Asynchronous TAP liquid cultures of mutants in white 96-well plates were subjected to two cycles of dark/light. White, red, and black bars represent white light, red light, and dark, respectively. Traces represent means ± standard deviation (SD) of bioluminescence levels from 4–6 independent cultures. A trace of the WT strain in the same assay is shown on each graph for comparison.
These nine mutants could be roughly divided into three types, 1–3. Type 1 (b1, b2, b4, and b13) showed insufficient decline of bioluminescence at light onset, and bioluminescence levels were maintained at relatively high levels during the light phase (Fig 1). This phenotype suggests that ROC15 synthesis or degradation is constantly high or low, respectively, in these mutants. Type 2 (b3 and b10) showed almost normal acute response at the light onset but failed to maintain a low bioluminescence level during the mid to late day phase (Fig 1), suggesting the existence of a phase-specific mechanism for maintaining low ROC15 levels. Type 3 (b16, b19, and b20) showed no or very weak acute responses at light onset (Fig 1), suggesting defects in the light-induced rapid degradation of ROC15. The acute response was almost completely absent in b16 in both the first and second cycles, but tended to be stronger in the second cycle compared to the first in b19 and b20 (Fig 1), indicating that b19 and b20 phenotypes, but not b16, are conditional.
Red and violet light responses of ROC15 are impaired in b16 mutant
To test whether the ROC15 acute light response phenotypes of b16, b19, and b20 are dependent upon light wavelength, these mutants were subjected to blue or red light pulses, and ROC15-LUC bioluminescence was measured. Although b19 and b20 showed similar defects for both light sources, b16 showed a different response (S2 Fig): Consistent with the observation in Fig 1, b16 showed no acute response to the red light pulse (S2 Fig).
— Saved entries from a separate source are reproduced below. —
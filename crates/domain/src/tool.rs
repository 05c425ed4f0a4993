use serde::{Deserialize, Serialize};

/// Internal tool call format (provider-agnostic).
/// Every adapter converts provider-specific tool calls to/from this.
#[derive(Debug, Clone, Serialize, Deserialize)]
pub struct ToolCall {
    pub call_id: String,
    pub tool_name: String,
    pub arguments: serde_json::Value,
}

/// Tool definition exposed to the LLM.
#[derive(Debug, Clone, Serialize, Deserialize)]
pub struct ToolDefinition {
    pub name: String,
    pub description: String,
    /// JSON Schema for the tool's parameters.
    pub parameters: serde_json::Value,
}

/// A message in a conversation (provider-agnostic).
#[derive(Debug, Clone, Serialize, Deserialize)]
pub struct Message {
    pub role: Role,
    pub content: MessageContent,
}

#[derive(Debug, Clone, Copy, PartialEq, Eq, Serialize, Deserialize)]
#[serde(rename_all = "lowercase")]
pub enum Role {
    User,
    Assistant,
}

#[derive(Debug, Clone, Serialize, Deserialize)]
#[serde(untagged)]
pub enum MessageContent {
    Text(String),
    Parts(Vec<ContentPart>),
}

#[derive(Debug, Clone, Serialize, Deserialize)]
#[serde(tag = "type")]
pub enum ContentPart {
    #[serde(rename = "text")]
    Text { text: String },
    #[serde(rename = "tool_use")]
    ToolUse {
        id: String,
        name: String,
        input: serde_json::Value,
    },
    #[serde(rename = "tool_result")]
    ToolResult {
        tool_use_id: String,
        content: String,
        #[serde(default)]
        is_error: bool,
    },
    #[serde(rename = "image")]
    Image {
        /// Base64 payload (no data-URI prefix).
        data: String,
        #[serde(skip_serializing_if = "Option::is_none")]
        media_type: Option<String>,
    },
}

// ── Convenience constructors ───────────────────────────────────────

impl Message {
    pub fn user(text: impl Into<String>) -> Self {
        Self {
            role: Role::User,
            content: MessageContent::Text(text.into()),
        }
    }

    pub fn assistant_parts(parts: Vec<ContentPart>) -> Self {
        Self {
            role: Role::Assistant,
            content: MessageContent::Parts(parts),
        }
    }

    /// A user turn carrying tool results (one block per tool_use).
    pub fn tool_results(parts: Vec<ContentPart>) -> Self {
        Self {
            role: Role::User,
            content: MessageContent::Parts(parts),
        }
    }

    /// Count the tool_use blocks in this message.
    pub fn tool_use_count(&self) -> usize {
        match &self.content {
            MessageContent::Text(_) => 0,
            MessageContent::Parts(parts) => parts
                .iter()
                .filter(|p| matches!(p, ContentPart::ToolUse { .. }))
                .count(),
        }
    }
}

impl MessageContent {
    /// Extract and join all text content, returning an owned String.
    ///
    /// Non-text parts (ToolUse, ToolResult, Image) are skipped.
    pub fn extract_all_text(&self) -> String {
        match self {
            MessageContent::Text(t) => t.clone(),
            MessageContent::Parts(parts) => parts
                .iter()
                .filter_map(|p| match p {
                    ContentPart::Text { text } => Some(text.as_str()),
                    _ => None,
                })
                .collect::<Vec<_>>()
                .join("\n"),
        }
    }

    /// Rough content size in characters, counting every block's payload.
    /// Used by the agent loop's context estimate.
    pub fn approx_chars(&self) -> usize {
        match self {
            MessageContent::Text(t) => t.len(),
            MessageContent::Parts(parts) => parts
                .iter()
                .map(|p| match p {
                    ContentPart::Text { text } => text.len(),
                    ContentPart::ToolUse { input, .. } => input.to_string().len(),
                    ContentPart::ToolResult { content, .. } => content.len(),
                    ContentPart::Image { data, .. } => data.len(),
                })
                .sum(),
        }
    }
}

#[cfg(test)]
mod tests {
    use super::*;

    #[test]
    fn extract_all_text_joins_text_parts() {
        let content = MessageContent::Parts(vec![
            ContentPart::Text {
                text: "line one".into(),
            },
            ContentPart::ToolUse {
                id: "c1".into(),
                name: "shell".into(),
                input: serde_json::json!({}),
            },
            ContentPart::Text {
                text: "line two".into(),
            },
        ]);
        assert_eq!(content.extract_all_text(), "line one\nline two");
    }

    #[test]
    fn tool_use_count() {
        let msg = Message::assistant_parts(vec![
            ContentPart::Text { text: "ok".into() },
            ContentPart::ToolUse {
                id: "a".into(),
                name: "x".into(),
                input: serde_json::json!({}),
            },
            ContentPart::ToolUse {
                id: "b".into(),
                name: "y".into(),
                input: serde_json::json!({}),
            },
        ]);
        assert_eq!(msg.tool_use_count(), 2);
        assert_eq!(Message::user("hi").tool_use_count(), 0);
    }

    #[test]
    fn approx_chars_counts_all_blocks() {
        let content = MessageContent::Parts(vec![
            ContentPart::Text { text: "abcd".into() },
            ContentPart::ToolResult {
                tool_use_id: "t".into(),
                content: "0123456789".into(),
                is_error: false,
            },
        ]);
        assert_eq!(content.approx_chars(), 14);
    }
}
However, the bioluminescence level declined to the same extent as the WT in response to the blue light pulse (S2 Fig). To obtain more detailed characteristics of wavelength dependency, we compared an equal-quantum action spectrum of the acute response of ROC15-LUC in b16 mutant with that in WT. In WT strain, the light response of ROC15 was induced by blue (460 nm), green (510 nm), and especially red (660 nm) light pulses as we previously reported (Fig 2) . In addition, we found that the light response of ROC15 was strongly induced by violet (410 nm) and ultraviolet (360 nm) light pulses, but not by far-red light pulses (710 nm and 760 nm) in the WT strain (Fig 2). In the b16 mutant, the response to red light pulse was almost completely abolished (Fig 2). In addition, the response to the violet light pulse was partially impaired (Fig 2). These results indicate that b16 has a defect in a pathway transmitting red and partial violet light information. On the other hand, the response to the blue light pulse (460 nm) was nearly normal or slightly stronger than that of the WT (Fig 2). This indicates that the blue light signal is transmitted by the other pathway. Taken together, these results indicate that there are multiple pathways (at least two) for transmitting light information to ROC15, and one is a red/violet light signaling pathway. Furthermore, the sensitization to blue light in b16 implies the existence of a crosstalk between these light signaling pathways. In the following experiment, we focused our attention on the b16 mutant.
Asynchronous TAP cultures of WT and b16 cells in black 24-well plates were subjected to darkness for 3 h for accumulation of ROC15-LUC, and then light pulses were administered. (A) Representative traces of the response to various light qualities. 5 min light pulses were administered by a tunable monochromatic light source. Each monochromatic light was given at 0.5 μmol∙m-2∙s-1 at the surface of the culture plates (arrows). Note that the 360 nm light (*) was weaker than those of other wavelengths at the sample level because the lid of culture plates blocked 30% of 360 nm light. The bioluminescence level just before light pulse was set to 100. (B) Sensitivities of ROC15-LUC to light. The sensitivity was represented as the relative bioluminescence level lost after light pulse at the time point when the minimum bioluminescence was detected. Each point represents the mean ± SD of 4–6 independent cultures. * P < 0.05, ** P < 0.01 (Student’s t-test).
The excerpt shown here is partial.